My startup paramaters:

version: "3.9"
services:
  execution:
    tty: true
    environment:
    - TERM=xterm-256color
    - COLORTERM=truecolor
    stop_grace_period: 30s
    container_name: gas-execution-client
    image: ${EC_IMAGE_VERSION}
    networks:
    - gas
    volumes:
    - ${EC_DATA_DIR}:/nethermind/data
    - ${EC_JWT_SECRET_PATH}:/tmp/jwt/jwtsecret
    - ${CHAINSPEC_PATH}:/tmp/chainspec/chainspec.json
    ports:
    - "30304:30304/tcp"
    - "30304:30304/udp"
    - "8009:8009"
    - "8545:8545"
    - "8551:8551"
    expose:
    - 8545
    - 8551
    command:
    - --config=none.cfg
    - --Init.ChainSpecPath=/tmp/chainspec/chainspec.json
    - --datadir=/nethermind/data
    - --log=INFO
    - --JsonRpc.Enabled=true
    - --JsonRpc.Host=0.0.0.0
    - --JsonRpc.Port=8545
    - --JsonRpc.JwtSecretFile=/tmp/jwt/jwtsecret
    - --JsonRpc.EngineHost=0.0.0.0
    - --JsonRpc.EnginePort=8551
    - --Network.DiscoveryPort=30304
    - --HealthChecks.Enabled=true
    - --Metrics.Enabled=true
    - --Metrics.ExposePort=8009
    - --Sync.MaxAttemptsToUpdatePivot=0
    logging:
      driver: json-file
      options:
        max-size: 10m
        max-file: "10"
networks:
  gas:
    name: gas-network

Logs

LukaszRozmej commented 1 month ago

Can you share genesis file you are using?

lyfsn commented 1 month ago

Can you share genesis file you are using?

In my test environment, I generate a random genesis file every time using this script, which creates many accounts in one genesis file.

For a quick test, this is a larger than 800MB genesis file of Endurance's mainnet. You could also try using this file: (But I haven't tried this file to see if it will produce the error. My error comes from the script method mentioned above.) https://github.com/OpenFusionist/network_config

ohko4711 commented 2 weeks ago

hi @LukaszRozmej For the above mentioned performance regression, I've done a further investigation and have some conclusions and points I'd like to further discuss

Regarding the performance issue: PR: https://github.com/NethermindEth/nethermind/pull/7215 was a performance optimization that replaced LruCache with ClockCache to reduce lock granularity. However, due to implementation details, it caused a regression that led to timeout issues when initializing large genesis files (>800M). The latest commit (60159fb448d5b7fd53565aa7b15942a8c68614ba) appears to have fixed this issue based on our tests.

Issue identification method:

Regarding the 40s hard-coded timeout: this has been previously discussed.Related PR: https://github.com/NethermindEth/nethermind/pull/6160. We can further discuss this issue:

It's up for discussion if we want to increase the timeout from 40 seconds (current default, hard-coded value) to something different.

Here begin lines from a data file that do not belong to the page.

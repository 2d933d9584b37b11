//! Placeholder handlers serving every declared route.
//!
//! Each route gets one handler chosen by its [`Contract`]. The handler checks
//! the contract's input shape and answers with the route's name and
//! description; the real controllers replace these one resource at a time.

use std::sync::Arc;

use axum::extract::Path;
use axum::routing::{on, MethodFilter, MethodRouter};
use axum::Json;
use indexmap::IndexMap;
use mercato_core::requests::{parse_change, ActionRequest, BulkIdsRequest, PageRequest};
use mercato_core::routing::{Contract, HttpMethod, RouteDef};
use serde::Serialize;
use serde_json::{Map, Value};

use crate::error::AppResult;
use crate::extract::{JsonBody, Pagination, ValidatedJson};
use crate::middleware::context::RequestContext;
use crate::response::DataResponse;
use crate::state::AppState;

/// Path parameters in path order.
pub type PathParams = IndexMap<String, String>;

/// Body of every placeholder response, wrapped in `{ "data": ... }`.
#[derive(Debug, Serialize)]
pub struct Placeholder {
    /// Dotted route name.
    pub route: String,
    pub description: String,
    #[serde(skip_serializing_if = "IndexMap::is_empty")]
    pub params: PathParams,
    #[serde(skip_serializing_if = "RequestContext::is_empty")]
    pub context: RequestContext,
    /// The accepted input, after contract checks.
    #[serde(skip_serializing_if = "Option::is_none")]
    pub input: Option<Value>,
    #[serde(skip_serializing_if = "Option::is_none")]
    pub pagination: Option<PageRequest>,
}

pub type PlaceholderResponse = AppResult<Json<DataResponse<Placeholder>>>;

/// Build the method router serving `route`.
pub fn endpoint(route: Arc<RouteDef>) -> MethodRouter<AppState> {
    let filter = method_filter(route.method);
    let contract = route.contract;

    match contract {
        Contract::None => on(
            filter,
            move |ctx: RequestContext, Path(params): Path<PathParams>| {
                describe(route, ctx, params)
            },
        ),
        Contract::Paginated => on(
            filter,
            move |ctx: RequestContext,
                  Path(params): Path<PathParams>,
                  Pagination(page): Pagination| {
                describe_page(route, ctx, params, page)
            },
        ),
        Contract::Object => on(
            filter,
            move |ctx: RequestContext,
                  Path(params): Path<PathParams>,
                  JsonBody(body): JsonBody<Map<String, Value>>| {
                describe_object(route, ctx, params, body)
            },
        ),
        Contract::Action => on(
            filter,
            move |ctx: RequestContext,
                  Path(params): Path<PathParams>,
                  JsonBody(body): JsonBody<ActionRequest>| {
                describe_action(route, ctx, params, body)
            },
        ),
        Contract::Bulk => on(
            filter,
            move |ctx: RequestContext,
                  Path(params): Path<PathParams>,
                  ValidatedJson(body): ValidatedJson<BulkIdsRequest>| {
                describe_bulk(route, ctx, params, body)
            },
        ),
        Contract::Change { field, nullable } => on(
            filter,
            move |ctx: RequestContext,
                  Path(params): Path<PathParams>,
                  JsonBody(body): JsonBody<Map<String, Value>>| {
                describe_change(route, ctx, params, body, field, nullable)
            },
        ),
    }
}

fn method_filter(method: HttpMethod) -> MethodFilter {
    match method {
        HttpMethod::Get => MethodFilter::GET,
        HttpMethod::Post => MethodFilter::POST,
        HttpMethod::Put => MethodFilter::PUT,
        HttpMethod::Patch => MethodFilter::PATCH,
        HttpMethod::Delete => MethodFilter::DELETE,
    }
}

fn respond(
    route: &RouteDef,
    context: RequestContext,
    params: PathParams,
    input: Option<Value>,
    pagination: Option<PageRequest>,
) -> Json<DataResponse<Placeholder>> {
    tracing::debug!(route = %route.name, method = %route.method, "Placeholder handler");
    Json(DataResponse {
        data: Placeholder {
            route: route.name.clone(),
            description: route.description.clone(),
            params,
            context,
            input,
            pagination,
        },
    })
}

async fn describe(
    route: Arc<RouteDef>,
    ctx: RequestContext,
    params: PathParams,
) -> PlaceholderResponse {
    Ok(respond(&route, ctx, params, None, None))
}

async fn describe_page(
    route: Arc<RouteDef>,
    ctx: RequestContext,
    params: PathParams,
    page: PageRequest,
) -> PlaceholderResponse {
    Ok(respond(&route, ctx, params, None, Some(page)))
}

async fn describe_object(
    route: Arc<RouteDef>,
    ctx: RequestContext,
    params: PathParams,
    body: Map<String, Value>,
) -> PlaceholderResponse {
    Ok(respond(&route, ctx, params, Some(Value::Object(body)), None))
}

async fn describe_action(
    route: Arc<RouteDef>,
    ctx: RequestContext,
    params: PathParams,
    body: ActionRequest,
) -> PlaceholderResponse {
    let input = serde_json::json!({ "action": body.action });
    Ok(respond(&route, ctx, params, Some(input), None))
}

async fn describe_bulk(
    route: Arc<RouteDef>,
    ctx: RequestContext,
    params: PathParams,
    body: BulkIdsRequest,
) -> PlaceholderResponse {
    let body = body.normalized()?;
    let input = serde_json::json!({ "ids": body.ids });
    Ok(respond(&route, ctx, params, Some(input), None))
}

async fn describe_change(
    route: Arc<RouteDef>,
    ctx: RequestContext,
    params: PathParams,
    body: Map<String, Value>,
    field: &'static str,
    nullable: bool,
) -> PlaceholderResponse {
    let target = parse_change(field, nullable, &body)?;
    let mut input = Map::new();
    input.insert(field.to_string(), target.map_or(Value::Null, Value::String));
    Ok(respond(&route, ctx, params, Some(Value::Object(input)), None))
}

Let me know if you need any additional information or clarification on this matter.

LukaszRozmej commented 2 weeks ago

@ohko4711 thank you for the analysis. #7215 might have some unplanned effect though https://github.com/NethermindEth/nethermind/commit/60159fb448d5b7fd53565aa7b15942a8c68614ba shouldn't affect genesis based on the code, so not sure if it was this that could fix it. @benaadams can you check, both are your changes.

I will move the timeout to config though.